WORK REQUIRED:
Search term "other": copy each line of the data containing it.

DATA TO USE:
-=-=-=-=-

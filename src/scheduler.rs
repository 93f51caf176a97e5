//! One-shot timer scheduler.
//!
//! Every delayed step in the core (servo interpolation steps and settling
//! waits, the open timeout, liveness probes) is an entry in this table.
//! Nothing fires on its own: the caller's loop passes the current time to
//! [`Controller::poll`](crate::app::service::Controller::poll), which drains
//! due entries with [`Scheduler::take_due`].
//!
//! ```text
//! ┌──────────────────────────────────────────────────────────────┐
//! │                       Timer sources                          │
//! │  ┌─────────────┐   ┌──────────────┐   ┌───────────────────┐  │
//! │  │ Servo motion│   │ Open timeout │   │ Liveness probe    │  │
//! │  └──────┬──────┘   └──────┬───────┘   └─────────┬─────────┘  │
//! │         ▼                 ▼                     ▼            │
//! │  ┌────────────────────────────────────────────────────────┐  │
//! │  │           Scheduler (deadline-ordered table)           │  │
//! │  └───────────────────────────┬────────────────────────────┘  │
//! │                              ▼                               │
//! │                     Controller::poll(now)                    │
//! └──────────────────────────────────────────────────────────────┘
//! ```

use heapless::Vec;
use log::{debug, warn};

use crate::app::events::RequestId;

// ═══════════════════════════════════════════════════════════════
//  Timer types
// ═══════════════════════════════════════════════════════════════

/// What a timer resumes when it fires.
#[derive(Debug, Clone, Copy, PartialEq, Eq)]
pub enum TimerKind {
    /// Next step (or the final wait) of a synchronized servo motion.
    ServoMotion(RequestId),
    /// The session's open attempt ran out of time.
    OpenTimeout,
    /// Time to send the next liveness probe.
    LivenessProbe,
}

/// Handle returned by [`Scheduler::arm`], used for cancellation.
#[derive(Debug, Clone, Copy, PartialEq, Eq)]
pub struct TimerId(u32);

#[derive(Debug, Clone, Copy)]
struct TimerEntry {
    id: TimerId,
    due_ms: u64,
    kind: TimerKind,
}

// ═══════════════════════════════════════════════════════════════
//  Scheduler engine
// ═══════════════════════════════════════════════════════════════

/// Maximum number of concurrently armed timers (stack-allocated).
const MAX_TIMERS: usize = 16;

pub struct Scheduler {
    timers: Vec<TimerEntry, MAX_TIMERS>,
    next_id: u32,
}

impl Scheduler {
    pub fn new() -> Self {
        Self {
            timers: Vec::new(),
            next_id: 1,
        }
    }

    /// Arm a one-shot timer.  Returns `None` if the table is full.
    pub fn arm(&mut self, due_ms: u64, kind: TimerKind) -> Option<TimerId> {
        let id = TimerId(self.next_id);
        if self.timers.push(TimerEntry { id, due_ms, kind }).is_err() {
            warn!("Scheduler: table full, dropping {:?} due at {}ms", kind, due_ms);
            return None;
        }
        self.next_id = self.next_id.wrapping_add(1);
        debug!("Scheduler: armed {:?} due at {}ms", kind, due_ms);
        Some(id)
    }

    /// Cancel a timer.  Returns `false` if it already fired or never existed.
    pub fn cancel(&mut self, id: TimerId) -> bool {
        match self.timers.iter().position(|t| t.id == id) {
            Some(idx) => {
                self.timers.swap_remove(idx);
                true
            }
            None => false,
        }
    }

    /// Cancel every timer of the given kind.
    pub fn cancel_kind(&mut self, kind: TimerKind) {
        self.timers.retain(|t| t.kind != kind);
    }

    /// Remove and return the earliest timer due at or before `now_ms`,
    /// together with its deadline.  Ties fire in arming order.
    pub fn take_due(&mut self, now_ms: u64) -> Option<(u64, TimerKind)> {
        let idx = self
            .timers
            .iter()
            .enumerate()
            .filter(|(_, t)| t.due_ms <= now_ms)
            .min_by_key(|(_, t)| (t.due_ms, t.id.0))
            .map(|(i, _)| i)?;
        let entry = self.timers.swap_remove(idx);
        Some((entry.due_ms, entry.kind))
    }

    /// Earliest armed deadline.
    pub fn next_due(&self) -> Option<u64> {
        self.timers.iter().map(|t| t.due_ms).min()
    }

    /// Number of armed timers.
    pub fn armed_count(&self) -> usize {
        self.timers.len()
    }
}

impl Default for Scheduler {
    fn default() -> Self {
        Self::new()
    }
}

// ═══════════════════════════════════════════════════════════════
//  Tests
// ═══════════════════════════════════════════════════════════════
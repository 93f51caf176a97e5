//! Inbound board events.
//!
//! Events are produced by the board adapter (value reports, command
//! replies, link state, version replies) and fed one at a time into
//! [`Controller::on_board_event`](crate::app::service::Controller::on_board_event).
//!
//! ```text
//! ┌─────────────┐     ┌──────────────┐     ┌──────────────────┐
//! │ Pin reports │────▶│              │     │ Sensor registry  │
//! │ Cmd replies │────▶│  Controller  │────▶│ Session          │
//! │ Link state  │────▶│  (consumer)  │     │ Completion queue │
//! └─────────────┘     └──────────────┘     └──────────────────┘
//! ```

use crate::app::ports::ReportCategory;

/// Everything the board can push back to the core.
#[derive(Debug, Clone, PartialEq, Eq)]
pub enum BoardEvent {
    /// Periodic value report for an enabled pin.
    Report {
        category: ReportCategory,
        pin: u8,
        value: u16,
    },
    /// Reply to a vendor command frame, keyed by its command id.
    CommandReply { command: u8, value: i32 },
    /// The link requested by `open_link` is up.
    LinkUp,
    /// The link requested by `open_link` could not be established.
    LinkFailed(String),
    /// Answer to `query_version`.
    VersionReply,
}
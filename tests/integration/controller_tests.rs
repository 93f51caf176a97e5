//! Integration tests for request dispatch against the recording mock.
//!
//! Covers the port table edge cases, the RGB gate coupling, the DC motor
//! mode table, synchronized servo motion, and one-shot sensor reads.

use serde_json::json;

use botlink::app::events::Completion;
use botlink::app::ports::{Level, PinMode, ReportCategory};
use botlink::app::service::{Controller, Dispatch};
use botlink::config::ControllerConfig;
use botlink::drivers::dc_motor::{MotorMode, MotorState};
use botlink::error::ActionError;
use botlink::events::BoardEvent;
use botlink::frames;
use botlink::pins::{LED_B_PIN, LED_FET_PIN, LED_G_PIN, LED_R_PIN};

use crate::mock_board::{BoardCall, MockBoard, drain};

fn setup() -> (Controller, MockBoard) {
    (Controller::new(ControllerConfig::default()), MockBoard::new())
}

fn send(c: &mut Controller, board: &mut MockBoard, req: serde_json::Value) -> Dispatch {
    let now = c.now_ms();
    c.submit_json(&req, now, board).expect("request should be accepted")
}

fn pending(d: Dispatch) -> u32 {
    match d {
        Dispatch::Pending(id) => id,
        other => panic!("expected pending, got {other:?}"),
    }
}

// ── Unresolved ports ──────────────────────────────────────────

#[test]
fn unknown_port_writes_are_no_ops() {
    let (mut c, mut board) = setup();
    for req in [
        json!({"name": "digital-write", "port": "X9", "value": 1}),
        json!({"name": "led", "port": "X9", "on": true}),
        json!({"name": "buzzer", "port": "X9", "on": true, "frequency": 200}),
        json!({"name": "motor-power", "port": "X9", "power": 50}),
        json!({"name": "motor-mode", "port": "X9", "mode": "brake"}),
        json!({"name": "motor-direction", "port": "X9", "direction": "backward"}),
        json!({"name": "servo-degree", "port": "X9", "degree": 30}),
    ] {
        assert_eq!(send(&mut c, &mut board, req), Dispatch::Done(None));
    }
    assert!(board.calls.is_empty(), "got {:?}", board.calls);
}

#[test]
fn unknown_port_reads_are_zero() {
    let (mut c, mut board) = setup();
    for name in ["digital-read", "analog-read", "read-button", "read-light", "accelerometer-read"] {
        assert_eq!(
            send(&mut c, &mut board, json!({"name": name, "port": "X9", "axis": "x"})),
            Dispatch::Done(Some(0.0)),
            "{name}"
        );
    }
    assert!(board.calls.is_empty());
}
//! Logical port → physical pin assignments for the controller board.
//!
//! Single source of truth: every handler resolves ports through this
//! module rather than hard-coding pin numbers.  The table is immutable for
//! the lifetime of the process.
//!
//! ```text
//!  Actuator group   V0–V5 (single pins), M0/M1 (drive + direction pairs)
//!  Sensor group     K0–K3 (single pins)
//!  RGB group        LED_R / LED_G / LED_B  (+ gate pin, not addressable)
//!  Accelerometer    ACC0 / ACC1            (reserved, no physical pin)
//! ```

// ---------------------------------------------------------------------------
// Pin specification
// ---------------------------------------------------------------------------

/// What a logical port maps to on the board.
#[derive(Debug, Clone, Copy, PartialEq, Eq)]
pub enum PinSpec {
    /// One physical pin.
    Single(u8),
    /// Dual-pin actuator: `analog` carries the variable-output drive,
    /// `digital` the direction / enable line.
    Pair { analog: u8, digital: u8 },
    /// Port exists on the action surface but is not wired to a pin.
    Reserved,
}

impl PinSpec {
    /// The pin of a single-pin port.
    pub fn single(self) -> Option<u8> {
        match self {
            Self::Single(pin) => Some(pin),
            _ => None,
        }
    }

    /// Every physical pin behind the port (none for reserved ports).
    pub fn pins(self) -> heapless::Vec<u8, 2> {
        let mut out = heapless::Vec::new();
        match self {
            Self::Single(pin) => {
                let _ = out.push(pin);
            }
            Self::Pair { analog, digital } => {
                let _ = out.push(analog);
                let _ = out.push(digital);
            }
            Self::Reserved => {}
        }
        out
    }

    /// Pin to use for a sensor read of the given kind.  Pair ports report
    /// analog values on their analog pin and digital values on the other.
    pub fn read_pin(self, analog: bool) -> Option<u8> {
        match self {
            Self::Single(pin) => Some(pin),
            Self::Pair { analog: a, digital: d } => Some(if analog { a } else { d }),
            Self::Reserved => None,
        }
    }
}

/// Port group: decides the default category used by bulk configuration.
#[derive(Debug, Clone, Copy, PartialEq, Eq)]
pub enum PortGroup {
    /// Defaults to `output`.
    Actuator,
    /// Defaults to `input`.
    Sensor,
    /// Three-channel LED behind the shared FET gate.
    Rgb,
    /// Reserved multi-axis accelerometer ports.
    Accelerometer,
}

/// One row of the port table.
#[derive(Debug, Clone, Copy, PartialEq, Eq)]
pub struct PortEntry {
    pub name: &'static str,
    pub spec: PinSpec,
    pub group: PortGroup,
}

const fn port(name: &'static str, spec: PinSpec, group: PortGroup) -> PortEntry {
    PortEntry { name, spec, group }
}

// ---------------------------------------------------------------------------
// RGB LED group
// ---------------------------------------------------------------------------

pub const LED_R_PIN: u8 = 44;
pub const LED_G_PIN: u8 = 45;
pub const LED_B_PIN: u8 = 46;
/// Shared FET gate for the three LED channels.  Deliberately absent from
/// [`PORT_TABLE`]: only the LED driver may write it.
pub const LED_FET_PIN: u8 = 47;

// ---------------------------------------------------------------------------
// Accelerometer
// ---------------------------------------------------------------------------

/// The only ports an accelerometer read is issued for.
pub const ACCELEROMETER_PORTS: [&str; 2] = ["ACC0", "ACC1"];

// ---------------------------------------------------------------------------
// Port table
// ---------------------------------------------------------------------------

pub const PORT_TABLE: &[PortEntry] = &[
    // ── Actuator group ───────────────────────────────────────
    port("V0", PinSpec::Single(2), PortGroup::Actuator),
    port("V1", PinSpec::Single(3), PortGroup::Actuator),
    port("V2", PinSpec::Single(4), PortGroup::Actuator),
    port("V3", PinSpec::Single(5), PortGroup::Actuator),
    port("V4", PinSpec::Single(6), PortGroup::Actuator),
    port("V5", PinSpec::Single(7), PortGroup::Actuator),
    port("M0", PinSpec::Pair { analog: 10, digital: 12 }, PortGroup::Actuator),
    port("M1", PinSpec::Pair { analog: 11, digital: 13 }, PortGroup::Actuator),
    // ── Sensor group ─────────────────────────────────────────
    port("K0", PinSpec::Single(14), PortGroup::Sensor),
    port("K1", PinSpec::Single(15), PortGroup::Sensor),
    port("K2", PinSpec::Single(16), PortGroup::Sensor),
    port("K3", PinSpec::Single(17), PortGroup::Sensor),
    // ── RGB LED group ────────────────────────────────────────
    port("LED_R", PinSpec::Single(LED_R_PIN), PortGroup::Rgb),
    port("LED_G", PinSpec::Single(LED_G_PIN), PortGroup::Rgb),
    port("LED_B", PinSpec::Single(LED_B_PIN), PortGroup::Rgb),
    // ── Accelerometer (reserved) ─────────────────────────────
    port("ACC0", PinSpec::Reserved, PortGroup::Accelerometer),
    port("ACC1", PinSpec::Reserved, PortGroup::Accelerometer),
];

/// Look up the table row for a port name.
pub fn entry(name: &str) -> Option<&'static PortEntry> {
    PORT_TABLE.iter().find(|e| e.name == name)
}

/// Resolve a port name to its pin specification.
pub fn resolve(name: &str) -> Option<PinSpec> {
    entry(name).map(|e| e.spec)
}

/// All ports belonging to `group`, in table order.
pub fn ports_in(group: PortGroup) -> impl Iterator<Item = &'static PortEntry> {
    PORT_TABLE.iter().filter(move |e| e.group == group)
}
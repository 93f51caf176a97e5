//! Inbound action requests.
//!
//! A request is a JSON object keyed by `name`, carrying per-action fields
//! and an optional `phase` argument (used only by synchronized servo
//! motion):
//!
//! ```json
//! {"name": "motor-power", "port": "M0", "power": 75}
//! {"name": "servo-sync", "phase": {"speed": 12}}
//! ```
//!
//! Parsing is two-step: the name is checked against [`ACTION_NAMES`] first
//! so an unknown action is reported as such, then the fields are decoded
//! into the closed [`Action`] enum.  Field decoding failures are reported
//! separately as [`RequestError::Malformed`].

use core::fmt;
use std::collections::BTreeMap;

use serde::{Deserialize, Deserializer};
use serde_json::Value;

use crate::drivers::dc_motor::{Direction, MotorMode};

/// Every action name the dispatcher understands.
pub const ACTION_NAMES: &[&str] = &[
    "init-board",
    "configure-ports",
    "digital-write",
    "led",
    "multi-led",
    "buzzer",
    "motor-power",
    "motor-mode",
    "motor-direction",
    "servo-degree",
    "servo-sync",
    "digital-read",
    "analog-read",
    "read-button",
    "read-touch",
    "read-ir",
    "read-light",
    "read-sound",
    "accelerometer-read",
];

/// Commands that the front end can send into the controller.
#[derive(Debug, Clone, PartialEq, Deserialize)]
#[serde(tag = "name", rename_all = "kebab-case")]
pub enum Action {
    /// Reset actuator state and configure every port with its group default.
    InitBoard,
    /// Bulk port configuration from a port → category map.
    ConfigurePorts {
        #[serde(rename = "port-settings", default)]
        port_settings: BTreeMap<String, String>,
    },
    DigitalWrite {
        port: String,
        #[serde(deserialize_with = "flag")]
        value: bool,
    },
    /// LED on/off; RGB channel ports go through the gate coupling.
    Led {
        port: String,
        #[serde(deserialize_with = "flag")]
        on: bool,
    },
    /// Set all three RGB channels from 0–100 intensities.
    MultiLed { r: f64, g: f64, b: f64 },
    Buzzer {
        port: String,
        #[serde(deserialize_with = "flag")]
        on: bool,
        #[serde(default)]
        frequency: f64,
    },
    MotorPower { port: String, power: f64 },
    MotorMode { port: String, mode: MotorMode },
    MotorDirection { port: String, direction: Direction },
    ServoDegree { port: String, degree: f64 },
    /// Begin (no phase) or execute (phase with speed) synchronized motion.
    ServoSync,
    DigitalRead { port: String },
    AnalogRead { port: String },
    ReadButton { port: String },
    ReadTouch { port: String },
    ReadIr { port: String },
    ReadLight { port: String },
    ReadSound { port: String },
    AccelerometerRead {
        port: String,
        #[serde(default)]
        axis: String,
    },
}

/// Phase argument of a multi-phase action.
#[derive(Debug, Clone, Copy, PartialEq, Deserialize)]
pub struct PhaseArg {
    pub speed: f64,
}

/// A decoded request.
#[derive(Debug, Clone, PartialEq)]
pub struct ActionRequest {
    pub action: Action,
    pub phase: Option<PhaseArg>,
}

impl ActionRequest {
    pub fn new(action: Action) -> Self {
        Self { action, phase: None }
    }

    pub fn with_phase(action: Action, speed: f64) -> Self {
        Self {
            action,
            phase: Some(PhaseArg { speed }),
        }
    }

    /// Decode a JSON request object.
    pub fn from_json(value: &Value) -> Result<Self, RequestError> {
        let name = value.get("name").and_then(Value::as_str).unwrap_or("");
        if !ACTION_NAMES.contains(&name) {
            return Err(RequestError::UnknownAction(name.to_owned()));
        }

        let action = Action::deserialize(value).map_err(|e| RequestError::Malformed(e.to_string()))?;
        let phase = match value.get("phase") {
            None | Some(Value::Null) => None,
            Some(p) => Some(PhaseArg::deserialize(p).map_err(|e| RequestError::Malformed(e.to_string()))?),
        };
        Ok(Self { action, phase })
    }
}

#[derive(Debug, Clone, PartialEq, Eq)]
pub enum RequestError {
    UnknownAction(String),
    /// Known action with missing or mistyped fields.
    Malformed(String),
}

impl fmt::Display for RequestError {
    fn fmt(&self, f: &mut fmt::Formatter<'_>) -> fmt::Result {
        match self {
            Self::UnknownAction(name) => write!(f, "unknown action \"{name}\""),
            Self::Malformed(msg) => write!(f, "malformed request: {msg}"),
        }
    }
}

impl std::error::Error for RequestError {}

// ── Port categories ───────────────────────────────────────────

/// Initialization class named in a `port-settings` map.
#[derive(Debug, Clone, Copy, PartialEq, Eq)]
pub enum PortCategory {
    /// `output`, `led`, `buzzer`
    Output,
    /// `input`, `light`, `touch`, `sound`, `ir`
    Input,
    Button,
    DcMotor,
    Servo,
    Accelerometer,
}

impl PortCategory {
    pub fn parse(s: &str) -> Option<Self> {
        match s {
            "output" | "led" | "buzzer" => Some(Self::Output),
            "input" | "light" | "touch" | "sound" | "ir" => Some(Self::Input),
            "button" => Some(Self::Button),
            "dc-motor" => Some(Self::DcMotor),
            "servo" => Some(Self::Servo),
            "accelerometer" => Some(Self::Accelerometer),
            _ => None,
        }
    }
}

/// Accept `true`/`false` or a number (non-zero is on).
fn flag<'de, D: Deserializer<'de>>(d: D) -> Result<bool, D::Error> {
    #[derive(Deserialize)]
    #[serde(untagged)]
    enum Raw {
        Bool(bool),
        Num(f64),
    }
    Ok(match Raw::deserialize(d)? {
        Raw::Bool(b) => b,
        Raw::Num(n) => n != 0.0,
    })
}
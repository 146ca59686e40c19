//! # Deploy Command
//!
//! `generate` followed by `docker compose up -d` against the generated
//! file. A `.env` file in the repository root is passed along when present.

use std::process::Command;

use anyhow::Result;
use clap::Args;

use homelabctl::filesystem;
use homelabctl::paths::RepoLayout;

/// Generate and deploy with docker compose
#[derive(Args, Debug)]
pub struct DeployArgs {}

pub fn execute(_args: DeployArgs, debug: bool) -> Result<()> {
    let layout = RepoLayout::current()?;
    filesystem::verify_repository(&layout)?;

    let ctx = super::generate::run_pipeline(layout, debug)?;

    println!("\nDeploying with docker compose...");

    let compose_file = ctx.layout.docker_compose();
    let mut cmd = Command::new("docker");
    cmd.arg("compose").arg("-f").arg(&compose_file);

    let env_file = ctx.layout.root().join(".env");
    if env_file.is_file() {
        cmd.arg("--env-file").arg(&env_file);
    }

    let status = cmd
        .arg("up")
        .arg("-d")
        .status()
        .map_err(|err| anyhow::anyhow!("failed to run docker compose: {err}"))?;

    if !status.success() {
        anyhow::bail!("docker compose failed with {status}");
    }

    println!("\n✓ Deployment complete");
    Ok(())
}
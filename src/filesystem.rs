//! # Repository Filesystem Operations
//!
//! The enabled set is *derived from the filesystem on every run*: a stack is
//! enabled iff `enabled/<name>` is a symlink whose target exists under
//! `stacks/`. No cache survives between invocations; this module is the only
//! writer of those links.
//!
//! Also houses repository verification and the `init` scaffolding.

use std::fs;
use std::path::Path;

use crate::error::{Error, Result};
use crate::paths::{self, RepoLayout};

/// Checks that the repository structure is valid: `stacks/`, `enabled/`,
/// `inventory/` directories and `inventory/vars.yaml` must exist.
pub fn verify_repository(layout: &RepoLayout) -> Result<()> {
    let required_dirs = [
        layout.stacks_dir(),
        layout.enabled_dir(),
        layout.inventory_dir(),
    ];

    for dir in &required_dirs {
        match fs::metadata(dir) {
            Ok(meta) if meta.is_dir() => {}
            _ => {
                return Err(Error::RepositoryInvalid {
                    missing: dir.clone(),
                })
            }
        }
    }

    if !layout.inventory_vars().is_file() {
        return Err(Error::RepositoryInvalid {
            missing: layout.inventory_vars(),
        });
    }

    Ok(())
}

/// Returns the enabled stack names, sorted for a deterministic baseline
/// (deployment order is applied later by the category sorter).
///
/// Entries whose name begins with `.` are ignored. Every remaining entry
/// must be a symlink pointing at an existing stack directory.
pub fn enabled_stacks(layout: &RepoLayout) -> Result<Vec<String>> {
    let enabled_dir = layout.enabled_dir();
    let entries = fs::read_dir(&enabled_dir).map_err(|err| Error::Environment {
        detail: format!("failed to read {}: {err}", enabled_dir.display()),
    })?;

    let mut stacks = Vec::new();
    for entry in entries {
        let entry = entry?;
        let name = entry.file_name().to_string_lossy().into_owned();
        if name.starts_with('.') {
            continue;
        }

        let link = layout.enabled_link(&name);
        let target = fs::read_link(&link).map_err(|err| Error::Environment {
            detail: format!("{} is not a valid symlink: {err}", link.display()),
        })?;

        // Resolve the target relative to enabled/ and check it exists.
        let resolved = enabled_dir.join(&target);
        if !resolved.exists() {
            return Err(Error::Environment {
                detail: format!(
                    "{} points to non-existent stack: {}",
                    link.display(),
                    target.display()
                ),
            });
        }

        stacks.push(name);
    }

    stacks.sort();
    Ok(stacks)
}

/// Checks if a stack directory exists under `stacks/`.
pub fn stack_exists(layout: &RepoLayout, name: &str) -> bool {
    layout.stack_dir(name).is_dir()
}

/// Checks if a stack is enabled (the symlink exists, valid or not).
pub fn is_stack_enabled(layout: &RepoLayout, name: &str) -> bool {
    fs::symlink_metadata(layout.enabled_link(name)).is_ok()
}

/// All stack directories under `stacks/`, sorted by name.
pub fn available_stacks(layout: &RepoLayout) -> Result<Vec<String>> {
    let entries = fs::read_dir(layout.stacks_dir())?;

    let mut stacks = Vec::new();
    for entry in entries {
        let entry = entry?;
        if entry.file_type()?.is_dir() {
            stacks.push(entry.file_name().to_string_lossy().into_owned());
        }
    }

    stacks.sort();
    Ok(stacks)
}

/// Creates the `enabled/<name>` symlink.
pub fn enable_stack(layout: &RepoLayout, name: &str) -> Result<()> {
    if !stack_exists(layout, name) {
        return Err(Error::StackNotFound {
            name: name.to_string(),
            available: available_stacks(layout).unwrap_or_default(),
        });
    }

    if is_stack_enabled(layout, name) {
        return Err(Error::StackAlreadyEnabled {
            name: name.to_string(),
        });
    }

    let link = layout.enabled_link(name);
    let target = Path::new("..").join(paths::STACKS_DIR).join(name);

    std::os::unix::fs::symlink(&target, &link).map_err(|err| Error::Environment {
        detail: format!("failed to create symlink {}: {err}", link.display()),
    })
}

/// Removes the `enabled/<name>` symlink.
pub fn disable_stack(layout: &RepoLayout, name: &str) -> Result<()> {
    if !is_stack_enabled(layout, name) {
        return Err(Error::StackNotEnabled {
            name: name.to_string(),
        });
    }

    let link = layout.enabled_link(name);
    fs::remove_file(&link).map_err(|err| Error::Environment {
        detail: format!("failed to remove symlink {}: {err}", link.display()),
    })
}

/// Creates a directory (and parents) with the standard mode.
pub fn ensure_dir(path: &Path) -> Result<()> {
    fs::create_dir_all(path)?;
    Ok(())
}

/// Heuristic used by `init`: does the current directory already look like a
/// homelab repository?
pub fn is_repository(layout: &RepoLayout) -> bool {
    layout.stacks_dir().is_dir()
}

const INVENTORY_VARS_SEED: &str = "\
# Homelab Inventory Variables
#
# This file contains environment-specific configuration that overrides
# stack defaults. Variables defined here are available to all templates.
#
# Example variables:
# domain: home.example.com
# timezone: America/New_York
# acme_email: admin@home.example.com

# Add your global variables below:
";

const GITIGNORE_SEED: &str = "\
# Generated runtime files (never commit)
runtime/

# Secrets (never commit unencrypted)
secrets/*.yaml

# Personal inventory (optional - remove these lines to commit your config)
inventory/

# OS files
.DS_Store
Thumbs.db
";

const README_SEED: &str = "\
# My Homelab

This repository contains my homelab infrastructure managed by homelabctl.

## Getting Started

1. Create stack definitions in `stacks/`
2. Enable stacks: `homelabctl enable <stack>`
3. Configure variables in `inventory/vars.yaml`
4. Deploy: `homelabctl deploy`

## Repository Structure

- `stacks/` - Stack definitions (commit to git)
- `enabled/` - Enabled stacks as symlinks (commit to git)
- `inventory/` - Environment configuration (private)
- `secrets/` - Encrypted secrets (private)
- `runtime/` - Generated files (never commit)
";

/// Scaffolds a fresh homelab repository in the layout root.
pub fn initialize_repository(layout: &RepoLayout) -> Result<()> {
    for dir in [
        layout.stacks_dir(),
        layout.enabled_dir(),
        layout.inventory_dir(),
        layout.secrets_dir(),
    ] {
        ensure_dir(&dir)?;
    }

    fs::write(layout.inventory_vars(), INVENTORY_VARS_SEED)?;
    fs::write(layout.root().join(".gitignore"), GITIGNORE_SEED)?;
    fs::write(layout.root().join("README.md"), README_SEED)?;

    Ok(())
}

-=-=-=-=-

WRITTEN RESPONSE:
        other => panic!("expected pending, got {other:?}"),
    /// analog values on their analog pin and digital values on the other.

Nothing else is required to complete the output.